Collected data
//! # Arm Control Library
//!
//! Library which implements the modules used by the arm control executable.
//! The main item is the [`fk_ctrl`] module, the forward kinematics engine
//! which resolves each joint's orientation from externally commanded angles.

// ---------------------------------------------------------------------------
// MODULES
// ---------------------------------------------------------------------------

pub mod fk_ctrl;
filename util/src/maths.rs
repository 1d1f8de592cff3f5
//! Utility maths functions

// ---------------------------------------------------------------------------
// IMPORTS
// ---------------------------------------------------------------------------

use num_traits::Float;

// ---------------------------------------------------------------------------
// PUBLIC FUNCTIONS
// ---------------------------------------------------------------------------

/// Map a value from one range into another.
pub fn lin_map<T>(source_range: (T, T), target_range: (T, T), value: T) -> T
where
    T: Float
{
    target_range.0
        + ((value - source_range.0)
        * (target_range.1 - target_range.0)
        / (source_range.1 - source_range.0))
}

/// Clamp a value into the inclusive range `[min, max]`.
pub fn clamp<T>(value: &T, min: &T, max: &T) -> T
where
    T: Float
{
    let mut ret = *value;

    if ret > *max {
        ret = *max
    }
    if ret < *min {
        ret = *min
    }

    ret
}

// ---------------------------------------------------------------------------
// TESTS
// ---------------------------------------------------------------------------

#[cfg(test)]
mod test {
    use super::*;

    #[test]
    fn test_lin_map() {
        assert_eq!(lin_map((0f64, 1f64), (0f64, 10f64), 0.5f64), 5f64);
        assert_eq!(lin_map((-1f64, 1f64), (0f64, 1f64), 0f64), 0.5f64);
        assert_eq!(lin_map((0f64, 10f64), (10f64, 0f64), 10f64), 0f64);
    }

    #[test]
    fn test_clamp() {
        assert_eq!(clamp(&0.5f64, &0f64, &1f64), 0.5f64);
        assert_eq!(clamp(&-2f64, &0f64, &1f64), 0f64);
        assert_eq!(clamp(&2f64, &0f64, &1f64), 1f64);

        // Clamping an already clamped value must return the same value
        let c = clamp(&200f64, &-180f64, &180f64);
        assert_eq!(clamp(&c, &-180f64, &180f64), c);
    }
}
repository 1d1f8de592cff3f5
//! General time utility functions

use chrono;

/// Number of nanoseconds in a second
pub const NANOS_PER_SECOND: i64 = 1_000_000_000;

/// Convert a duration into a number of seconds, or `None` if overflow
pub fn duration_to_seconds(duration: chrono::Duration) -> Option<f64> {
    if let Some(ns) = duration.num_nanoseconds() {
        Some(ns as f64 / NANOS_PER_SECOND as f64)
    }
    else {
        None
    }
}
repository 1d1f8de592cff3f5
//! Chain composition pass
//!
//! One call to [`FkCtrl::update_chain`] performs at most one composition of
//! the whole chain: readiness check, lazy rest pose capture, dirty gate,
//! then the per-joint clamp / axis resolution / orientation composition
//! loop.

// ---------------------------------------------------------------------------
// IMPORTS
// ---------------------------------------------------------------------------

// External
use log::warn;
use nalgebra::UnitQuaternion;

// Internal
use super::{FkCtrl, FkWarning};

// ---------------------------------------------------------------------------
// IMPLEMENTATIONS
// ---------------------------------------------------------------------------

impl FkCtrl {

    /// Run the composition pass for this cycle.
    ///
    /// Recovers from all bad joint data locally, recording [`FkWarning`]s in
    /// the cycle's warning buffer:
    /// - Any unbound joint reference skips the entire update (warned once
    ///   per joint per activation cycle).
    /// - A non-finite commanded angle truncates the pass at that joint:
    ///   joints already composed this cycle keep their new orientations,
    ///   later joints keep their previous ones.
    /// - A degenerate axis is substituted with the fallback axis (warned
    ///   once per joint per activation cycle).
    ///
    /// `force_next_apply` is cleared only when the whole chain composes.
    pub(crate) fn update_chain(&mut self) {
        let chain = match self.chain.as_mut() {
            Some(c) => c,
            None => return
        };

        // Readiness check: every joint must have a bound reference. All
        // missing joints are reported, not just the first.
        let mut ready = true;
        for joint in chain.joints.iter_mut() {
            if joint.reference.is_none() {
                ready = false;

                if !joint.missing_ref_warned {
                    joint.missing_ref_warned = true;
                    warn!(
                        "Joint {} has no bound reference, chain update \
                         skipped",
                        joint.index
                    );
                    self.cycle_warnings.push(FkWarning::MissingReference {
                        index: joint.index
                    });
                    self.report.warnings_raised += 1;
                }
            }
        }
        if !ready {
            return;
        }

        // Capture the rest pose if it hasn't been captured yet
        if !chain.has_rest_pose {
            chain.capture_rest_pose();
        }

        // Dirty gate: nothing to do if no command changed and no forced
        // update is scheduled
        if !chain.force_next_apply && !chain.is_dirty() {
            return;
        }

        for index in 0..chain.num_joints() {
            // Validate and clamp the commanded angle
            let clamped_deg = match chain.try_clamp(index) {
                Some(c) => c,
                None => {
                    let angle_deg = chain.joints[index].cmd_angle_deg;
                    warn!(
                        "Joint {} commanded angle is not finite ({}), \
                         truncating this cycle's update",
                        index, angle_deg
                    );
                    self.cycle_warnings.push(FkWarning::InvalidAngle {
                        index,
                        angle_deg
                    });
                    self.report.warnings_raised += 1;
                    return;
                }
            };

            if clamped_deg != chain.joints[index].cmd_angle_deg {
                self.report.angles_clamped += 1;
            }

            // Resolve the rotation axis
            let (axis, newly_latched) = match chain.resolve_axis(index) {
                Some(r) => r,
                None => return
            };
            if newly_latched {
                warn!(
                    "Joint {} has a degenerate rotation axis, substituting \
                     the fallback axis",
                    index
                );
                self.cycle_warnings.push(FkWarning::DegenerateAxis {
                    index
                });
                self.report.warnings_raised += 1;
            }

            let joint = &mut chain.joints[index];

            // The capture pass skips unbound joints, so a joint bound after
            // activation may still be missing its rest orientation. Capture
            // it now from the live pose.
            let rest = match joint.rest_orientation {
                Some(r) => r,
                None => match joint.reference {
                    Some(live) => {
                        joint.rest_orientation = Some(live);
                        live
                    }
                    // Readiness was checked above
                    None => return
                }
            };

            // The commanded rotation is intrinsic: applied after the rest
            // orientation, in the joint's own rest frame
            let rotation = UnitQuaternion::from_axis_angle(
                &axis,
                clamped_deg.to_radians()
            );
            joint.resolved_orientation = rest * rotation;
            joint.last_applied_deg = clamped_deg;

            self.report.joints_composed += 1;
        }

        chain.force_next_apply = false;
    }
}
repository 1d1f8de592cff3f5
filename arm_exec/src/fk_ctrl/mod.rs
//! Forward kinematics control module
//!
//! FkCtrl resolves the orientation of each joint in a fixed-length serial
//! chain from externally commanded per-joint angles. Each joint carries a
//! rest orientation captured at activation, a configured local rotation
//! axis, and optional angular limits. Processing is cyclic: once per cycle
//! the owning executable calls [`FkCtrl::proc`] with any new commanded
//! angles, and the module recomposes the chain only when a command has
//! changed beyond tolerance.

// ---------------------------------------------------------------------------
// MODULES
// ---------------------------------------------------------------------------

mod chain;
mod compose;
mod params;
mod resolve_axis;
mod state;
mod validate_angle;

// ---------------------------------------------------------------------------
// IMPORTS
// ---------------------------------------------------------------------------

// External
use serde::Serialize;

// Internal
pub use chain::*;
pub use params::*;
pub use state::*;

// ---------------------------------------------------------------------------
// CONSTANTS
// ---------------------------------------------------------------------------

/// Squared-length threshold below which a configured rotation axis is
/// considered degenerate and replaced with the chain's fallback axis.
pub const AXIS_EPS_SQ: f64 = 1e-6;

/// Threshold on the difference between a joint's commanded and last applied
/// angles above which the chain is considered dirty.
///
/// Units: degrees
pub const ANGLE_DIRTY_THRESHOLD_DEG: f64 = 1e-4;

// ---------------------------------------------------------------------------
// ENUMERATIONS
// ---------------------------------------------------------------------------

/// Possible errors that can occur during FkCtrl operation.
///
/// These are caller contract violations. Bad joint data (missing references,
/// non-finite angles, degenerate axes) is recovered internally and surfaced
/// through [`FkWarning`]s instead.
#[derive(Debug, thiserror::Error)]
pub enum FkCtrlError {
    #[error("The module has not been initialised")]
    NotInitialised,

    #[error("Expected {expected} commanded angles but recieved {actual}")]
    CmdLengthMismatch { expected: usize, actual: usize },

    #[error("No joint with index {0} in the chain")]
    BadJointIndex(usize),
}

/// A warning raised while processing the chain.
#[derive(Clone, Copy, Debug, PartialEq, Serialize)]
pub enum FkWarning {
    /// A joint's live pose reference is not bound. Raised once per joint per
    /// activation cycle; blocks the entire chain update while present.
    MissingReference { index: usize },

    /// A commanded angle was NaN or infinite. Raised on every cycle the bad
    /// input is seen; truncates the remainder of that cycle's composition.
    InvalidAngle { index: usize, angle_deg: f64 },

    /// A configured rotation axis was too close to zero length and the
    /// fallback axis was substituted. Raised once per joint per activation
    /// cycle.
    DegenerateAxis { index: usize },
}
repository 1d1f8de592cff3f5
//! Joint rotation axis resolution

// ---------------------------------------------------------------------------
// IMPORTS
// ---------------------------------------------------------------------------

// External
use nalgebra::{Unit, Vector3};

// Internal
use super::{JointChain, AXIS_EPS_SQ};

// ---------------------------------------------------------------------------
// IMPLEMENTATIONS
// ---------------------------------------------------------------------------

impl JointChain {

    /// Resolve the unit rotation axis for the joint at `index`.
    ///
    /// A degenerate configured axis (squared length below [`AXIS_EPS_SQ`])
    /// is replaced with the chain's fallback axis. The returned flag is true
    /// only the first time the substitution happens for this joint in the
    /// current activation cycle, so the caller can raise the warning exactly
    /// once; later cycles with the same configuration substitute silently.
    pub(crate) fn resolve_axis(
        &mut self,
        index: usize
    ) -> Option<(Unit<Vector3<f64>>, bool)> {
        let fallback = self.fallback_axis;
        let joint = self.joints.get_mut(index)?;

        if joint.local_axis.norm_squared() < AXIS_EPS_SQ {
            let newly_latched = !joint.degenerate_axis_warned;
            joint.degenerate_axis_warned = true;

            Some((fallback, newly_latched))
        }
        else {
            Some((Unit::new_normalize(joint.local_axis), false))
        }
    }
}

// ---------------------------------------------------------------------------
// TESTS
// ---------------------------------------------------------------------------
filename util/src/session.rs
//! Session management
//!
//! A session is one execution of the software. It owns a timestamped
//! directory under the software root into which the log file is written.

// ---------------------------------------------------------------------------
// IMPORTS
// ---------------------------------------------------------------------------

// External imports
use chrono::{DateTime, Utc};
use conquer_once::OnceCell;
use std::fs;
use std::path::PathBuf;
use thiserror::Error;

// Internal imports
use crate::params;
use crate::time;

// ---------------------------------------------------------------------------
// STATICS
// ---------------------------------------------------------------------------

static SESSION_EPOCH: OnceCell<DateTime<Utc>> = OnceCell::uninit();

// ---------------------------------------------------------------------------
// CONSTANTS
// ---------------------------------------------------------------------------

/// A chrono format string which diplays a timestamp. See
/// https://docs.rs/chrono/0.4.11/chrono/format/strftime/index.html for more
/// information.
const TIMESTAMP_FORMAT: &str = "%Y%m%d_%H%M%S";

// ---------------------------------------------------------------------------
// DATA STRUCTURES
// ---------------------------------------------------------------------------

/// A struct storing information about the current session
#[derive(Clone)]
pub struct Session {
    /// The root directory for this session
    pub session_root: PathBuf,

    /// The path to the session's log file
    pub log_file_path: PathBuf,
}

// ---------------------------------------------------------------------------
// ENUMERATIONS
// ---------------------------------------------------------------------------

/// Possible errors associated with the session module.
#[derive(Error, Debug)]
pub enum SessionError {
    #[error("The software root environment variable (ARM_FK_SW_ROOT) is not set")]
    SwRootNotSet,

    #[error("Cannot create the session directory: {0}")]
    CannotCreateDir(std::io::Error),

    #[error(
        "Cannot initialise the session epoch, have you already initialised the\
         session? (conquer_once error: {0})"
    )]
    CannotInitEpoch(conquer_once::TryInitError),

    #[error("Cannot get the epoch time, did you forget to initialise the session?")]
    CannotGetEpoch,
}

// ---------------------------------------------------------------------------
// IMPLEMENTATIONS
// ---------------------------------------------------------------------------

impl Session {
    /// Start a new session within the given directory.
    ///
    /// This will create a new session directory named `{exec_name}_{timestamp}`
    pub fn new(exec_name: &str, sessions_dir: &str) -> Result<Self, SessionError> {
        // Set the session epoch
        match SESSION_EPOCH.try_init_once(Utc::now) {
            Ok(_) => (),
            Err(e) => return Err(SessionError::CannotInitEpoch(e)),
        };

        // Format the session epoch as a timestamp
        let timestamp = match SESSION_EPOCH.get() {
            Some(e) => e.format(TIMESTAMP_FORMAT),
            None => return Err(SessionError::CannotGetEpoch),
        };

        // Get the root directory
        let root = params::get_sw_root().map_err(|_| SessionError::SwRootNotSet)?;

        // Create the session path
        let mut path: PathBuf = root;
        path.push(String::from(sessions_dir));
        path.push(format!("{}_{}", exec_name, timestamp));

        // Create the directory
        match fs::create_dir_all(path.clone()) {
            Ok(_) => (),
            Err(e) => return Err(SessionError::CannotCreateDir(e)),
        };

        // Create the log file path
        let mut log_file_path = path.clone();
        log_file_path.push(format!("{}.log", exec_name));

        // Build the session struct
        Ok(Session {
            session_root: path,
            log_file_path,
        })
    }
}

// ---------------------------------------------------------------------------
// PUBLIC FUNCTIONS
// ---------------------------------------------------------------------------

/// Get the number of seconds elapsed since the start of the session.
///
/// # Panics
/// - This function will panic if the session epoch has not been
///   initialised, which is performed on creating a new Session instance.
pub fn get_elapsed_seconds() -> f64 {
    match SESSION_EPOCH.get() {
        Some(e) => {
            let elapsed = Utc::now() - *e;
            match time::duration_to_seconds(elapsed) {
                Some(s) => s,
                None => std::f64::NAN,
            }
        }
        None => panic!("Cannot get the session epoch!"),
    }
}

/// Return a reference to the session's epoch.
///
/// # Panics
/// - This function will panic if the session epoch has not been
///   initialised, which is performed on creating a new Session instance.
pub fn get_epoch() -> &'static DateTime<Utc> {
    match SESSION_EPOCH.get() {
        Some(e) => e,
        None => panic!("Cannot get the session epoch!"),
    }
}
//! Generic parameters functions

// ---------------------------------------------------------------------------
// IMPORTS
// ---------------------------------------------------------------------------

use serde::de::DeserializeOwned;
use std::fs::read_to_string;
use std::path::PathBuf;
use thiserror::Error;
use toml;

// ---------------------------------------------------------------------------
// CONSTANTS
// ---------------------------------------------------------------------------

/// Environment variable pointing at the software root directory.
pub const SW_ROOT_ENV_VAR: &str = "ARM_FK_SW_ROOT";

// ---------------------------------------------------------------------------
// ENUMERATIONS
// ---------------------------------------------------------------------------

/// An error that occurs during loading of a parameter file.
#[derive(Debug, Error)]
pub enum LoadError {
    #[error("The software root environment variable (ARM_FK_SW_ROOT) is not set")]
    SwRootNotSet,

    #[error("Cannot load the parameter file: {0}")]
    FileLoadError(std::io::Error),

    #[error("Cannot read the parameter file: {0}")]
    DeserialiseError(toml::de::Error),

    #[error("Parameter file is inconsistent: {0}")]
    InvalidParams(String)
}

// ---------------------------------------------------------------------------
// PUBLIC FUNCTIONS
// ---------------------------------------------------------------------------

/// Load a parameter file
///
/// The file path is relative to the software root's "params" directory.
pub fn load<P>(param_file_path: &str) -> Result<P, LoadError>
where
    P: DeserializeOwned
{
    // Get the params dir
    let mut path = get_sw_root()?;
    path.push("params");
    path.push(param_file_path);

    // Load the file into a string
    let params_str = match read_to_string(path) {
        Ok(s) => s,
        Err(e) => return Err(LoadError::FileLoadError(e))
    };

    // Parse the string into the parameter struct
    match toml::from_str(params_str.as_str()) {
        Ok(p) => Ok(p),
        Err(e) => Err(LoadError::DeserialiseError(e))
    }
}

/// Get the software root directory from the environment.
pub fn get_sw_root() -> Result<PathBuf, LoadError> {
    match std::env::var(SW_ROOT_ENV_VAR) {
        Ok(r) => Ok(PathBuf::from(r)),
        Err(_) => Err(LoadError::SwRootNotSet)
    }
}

AIM OF THE TASK:
Look through the data and gather every line with the string "entire" in it.

ANSWER BOX:
    /// - Any unbound joint reference skips the entire update (warned once
    /// activation cycle; blocks the entire chain update while present.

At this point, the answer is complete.